Background information
- Born: Fabrizio Rodio Rome, Italy
- Genres: Chicago blues
- Occupations: Singer, guitarist, songwriter
- Instruments: Vocals, guitar
- Years active: 2000s–present
- Website: Official website

= Breezy Rodio =

Fabrizio Rodio billed professionally as Breezy Rodio is an Italian born, American based Chicago blues singer, guitarist, and songwriter. He has been based in Chicago, Illinois, for over 20 years and has released six albums in his own name. His musical style was described by his record producer as "Chicago West Side Modern Blues".

==Life and career==
Fabrizio Rodio was born in Rome, Italy. He relocated to Chicago, Illinois, United States in early 2000. In 2007, Rodio joined Linsey Alexander's band as lead guitarist and stayed in that expanding role for more than a decade. Rodio became a key band member and recorded four albums with Alexander, including If You Ain't Got It (2010), Been There Done That (2012) and Come Back Baby (2014). In 2011, Rodio recorded his own debut album, Playing My Game Too. He used several guest performers including Lurrie Bell, Rockin' Johnny, and Dave Herrero on guitar plus the bassist Bob Stroger, along with Guy King. Following another self-released record, Strange Situation, in 2014, Breezy issued So Close to It, which made number two in the Chicago Blues category on the Roots Music Report. So Close To It also featured guest spots from Billy Branch and Chris Foreman. He toured on the back of these releases which included Japan twice, South America three times, Europe twice, plus trips to Canada and Mexico.
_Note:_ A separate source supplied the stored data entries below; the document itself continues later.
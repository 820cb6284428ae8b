//! Consumer-side merge of the push feed and the polled snapshot.

use serde_json::Value;
use std::collections::HashMap;
use std::fmt::Write as _;
use std::time::Duration;
use twin_core::facet::decode_parts;
use twin_core::{
    ActuatorSnapshot, DisplayLabel, FacetPair, LiveActuator, Snapshot, StableState,
};
use twin_stream::TappedMessage;

pub const DEFAULT_PUSH_STALENESS: Duration = Duration::from_secs(2);

#[derive(Debug, Clone, Copy, PartialEq, Eq)]
pub enum FeedSource {
    Push,
    Poll,
}

impl FeedSource {
    pub fn as_str(self) -> &'static str {
        match self {
            FeedSource::Push => "push",
            FeedSource::Poll => "poll",
        }
    }
}

#[derive(Debug, Clone)]
struct PushSample {
    arrived_at_ms: i64,
    actuator: LiveActuator,
}

/// Most recent pushed reading per actuator id.
#[derive(Debug, Default)]
pub struct PushFeed {
    latest: HashMap<String, PushSample>,
}

impl PushFeed {
    /// Takes any message whose payload is one actuator or carries an
    /// `actuators` array. Other payloads are ignored. Returns how many
    /// actuator readings were taken.
    pub fn ingest(&mut self, tapped: &TappedMessage) -> usize {
        let data = &tapped.message.data;
        let candidates: Vec<&Value> = match data.get("actuators") {
            Some(Value::Array(items)) => items.iter().collect(),
            _ if data.get("id").is_some() => vec![data],
            _ => Vec::new(),
        };
        let mut taken = 0;
        for candidate in candidates {
            let Ok(actuator) = serde_json::from_value::<LiveActuator>(candidate.clone()) else {
                continue;
            };
            self.latest.insert(
                actuator.id.clone(),
                PushSample {
                    arrived_at_ms: tapped.arrived_at_ms,
                    actuator,
                },
            );
            taken += 1;
        }
        taken
    }

    pub fn len(&self) -> usize {
        self.latest.len()
    }

    pub fn is_empty(&self) -> bool {
        self.latest.is_empty()
    }

    fn fresh(&self, id: &str, now_ms: i64, staleness: Duration) -> Option<&LiveActuator> {
        let sample = self.latest.get(id)?;
        let age = now_ms - sample.arrived_at_ms;
        (age >= 0 && (age as u128) < staleness.as_millis()).then_some(&sample.actuator)
    }
}

#[derive(Debug, Clone, PartialEq)]
pub struct ActuatorView {
    pub id: String,
    pub facets: Option<FacetPair>,
    pub state: StableState,
    pub label: DisplayLabel,
    pub source: FeedSource,
}

/// One view per polled actuator. A fresh push reading replaces the raw
/// facets; the debounced label still comes from the poll path, except that
/// a pushed conflict surfaces as `ERROR` at once.
pub fn reconcile(
    snapshot: &Snapshot,
    push: &PushFeed,
    now_ms: i64,
    staleness: Duration,
) -> Vec<ActuatorView> {
    snapshot
        .actuators
        .iter()
        .map(|polled| match push.fresh(&polled.id, now_ms, staleness) {
            Some(pushed) => from_push(polled, pushed),
            None => ActuatorView {
                id: polled.id.clone(),
                facets: polled.facets,
                state: polled.state,
                label: polled.label,
                source: FeedSource::Poll,
            },
        })
        .collect()
}

fn from_push(polled: &ActuatorSnapshot, pushed: &LiveActuator) -> ActuatorView {
    let decoded = decode_parts(pushed.facets, pushed.state.as_deref());
    ActuatorView {
        id: polled.id.clone(),
        facets: pushed.facets.or(polled.facets),
        state: decoded.state,
        label: if decoded.conflict {
            DisplayLabel::Error
        } else {
            polled.label
        },
        source: FeedSource::Push,
    }
}

pub fn format_uptime(ms: i64) -> String {
    let secs = ms.max(0) / 1_000;
    format!("{:02}:{:02}:{:02}", secs / 3_600, (secs / 60) % 60, secs % 60)
}

fn facet_bits(facets: Option<FacetPair>) -> String {
    match facets {
        Some(pair) => format!("S1={} S2={}", u8::from(pair.sensor_a), u8::from(pair.sensor_b)),
        None => "S1=- S2=-".to_string(),
    }
}

/// Single status line for the terminal.
pub fn render_line(snapshot: &Snapshot, views: &[ActuatorView]) -> String {
    let system = &snapshot.system;
    let status = if system.status.is_empty() {
        "—"
    } else {
        system.status.as_str()
    };
    let mut line = format!("status={status}");
    if let Some(health) = &system.health {
        let _ = write!(line, " health={health}");
    }
    if let Some(uptime) = system.uptime_ms {
        let _ = write!(line, " uptime={}", format_uptime(uptime));
    }
    for view in views {
        let label = match view.label {
            DisplayLabel::Empty => "—",
            other => other.as_str(),
        };
        let marker = if snapshot.selected_actuator.as_deref() == Some(view.id.as_str()) {
            "*"
        } else {
            ""
        };
        let source = match view.source {
            FeedSource::Push => format!("push:{}", view.state.as_str()),
            FeedSource::Poll => view.source.as_str().to_string(),
        };
        let _ = write!(
            line,
            " [{marker}{} {label} {} {source}]",
            view.id,
            facet_bits(view.facets),
        );
        if let Some(cpm) = snapshot.actuator(&view.id).and_then(|a| a.cpm) {
            let _ = write!(line, " cpm={cpm:.1}");
        }
    }
    if let Some(aux) = &snapshot.aux_sensor {
        let _ = write!(line, " aux={}", aux.id);
    }
    line
}

#[cfg(test)]
mod tests {
    use super::*;
    use serde_json::json;
    use twin_core::{StreamMessage, SystemView};

    fn tapped(arrived_at_ms: i64, data: Value) -> TappedMessage {
        TappedMessage {
            channel: "live".to_string(),
            arrived_at_ms,
            message: StreamMessage {
                event: "actuator".to_string(),
                data,
                ts: None,
            },
        }
    }

    fn polled() -> Snapshot {
        Snapshot {
            system: SystemView {
                status: "running".to_string(),
                uptime_ms: Some(3_725_000),
                ..SystemView::default()
            },
            actuators: vec![ActuatorSnapshot {
                id: "1".to_string(),
                facets: Some(FacetPair {
                    sensor_a: false,
                    sensor_b: true,
                }),
                state: StableState::Extended,
                label: DisplayLabel::Extended,
                pending: None,
                fault: None,
                cpm: Some(4.0),
                cycles: None,
            }],
            selected_actuator: Some("1".to_string()),
            ..Snapshot::default()
        }
    }

    #[test]
    fn fresh_push_wins_and_stale_push_falls_back_to_poll() {
        let mut push = PushFeed::default();
        let taken = push.ingest(&tapped(
            1_000,
            json!({"id": 1, "facets": {"S1": 0, "S2": 0}}),
        ));
        assert_eq!(taken, 1);

        let fresh = reconcile(&polled(), &push, 2_500, DEFAULT_PUSH_STALENESS);
        assert_eq!(fresh[0].source, FeedSource::Push);
        assert_eq!(fresh[0].state, StableState::Indeterminate);
        assert_eq!(fresh[0].label, DisplayLabel::Extended);

        let stale = reconcile(&polled(), &push, 3_000, DEFAULT_PUSH_STALENESS);
        assert_eq!(stale[0].source, FeedSource::Poll);
        assert_eq!(stale[0].state, StableState::Extended);
    }

    #[test]
    fn pushed_conflict_shows_error_immediately() {
        let mut push = PushFeed::default();
        push.ingest(&tapped(
            0,
            json!({"actuators": [{"id": "1", "facets": {"S1": 1, "S2": 1}}, {"bad": true}]}),
        ));
        assert_eq!(push.len(), 1);
        let views = reconcile(&polled(), &push, 100, DEFAULT_PUSH_STALENESS);
        assert_eq!(views[0].label, DisplayLabel::Error);
    }

    #[test]
    fn unrelated_payloads_are_ignored() {
        let mut push = PushFeed::default();
        assert_eq!(push.ingest(&tapped(0, json!({"cpu": 0.5}))), 0);
        assert_eq!(push.ingest(&tapped(0, json!("text"))), 0);
        assert!(push.is_empty());
    }

    #[test]
    fn line_shows_source_chip_and_uptime() {
        let snapshot = polled();
        let views = reconcile(&snapshot, &PushFeed::default(), 0, DEFAULT_PUSH_STALENESS);
        assert_eq!(
            render_line(&snapshot, &views),
            "status=running uptime=01:02:05 [*1 EXTENDED S1=0 S2=1 poll] cpm=4.0"
        );
        assert_eq!(
            render_line(&Snapshot::default(), &[]),
            "status=—"
        );

        let mut push = PushFeed::default();
        push.ingest(&tapped(0, json!({"id": "1", "facets": {"S1": 0, "S2": 0}})));
        let views = reconcile(&snapshot, &push, 10, DEFAULT_PUSH_STALENESS);
        assert!(render_line(&snapshot, &views).contains("[*1 EXTENDED S1=0 S2=0 push:INDETERMINATE]"));
    }
}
In 2018, Rodio signed a recording contract with Delmark Records. His first release with them was Sometimes the Blues Got Me, which incorporated Rodio's versions of the songs "Wrapped Up in Love Again" (originally by Albert King) and "Blues Stay Away from Me" (originally by the Delmore Brothers). The same year, Rodio got a nomination in the Blues Blast Music Awards category, 'Rising Star of The Year'. In 2019, Rodio issued his second Delmark album, If It Ain't Broke Don't Fix It. The collection made it for selection to the Living Blues Top 50 Blues Albums of 2019. Guest musicians on the recording included the guitarists Christoffer Andersen and Monster Mike Welch. In 2021, Rodio backed Joe Barr on his album, Soul For The Heart, issued by Dixiefrog Records.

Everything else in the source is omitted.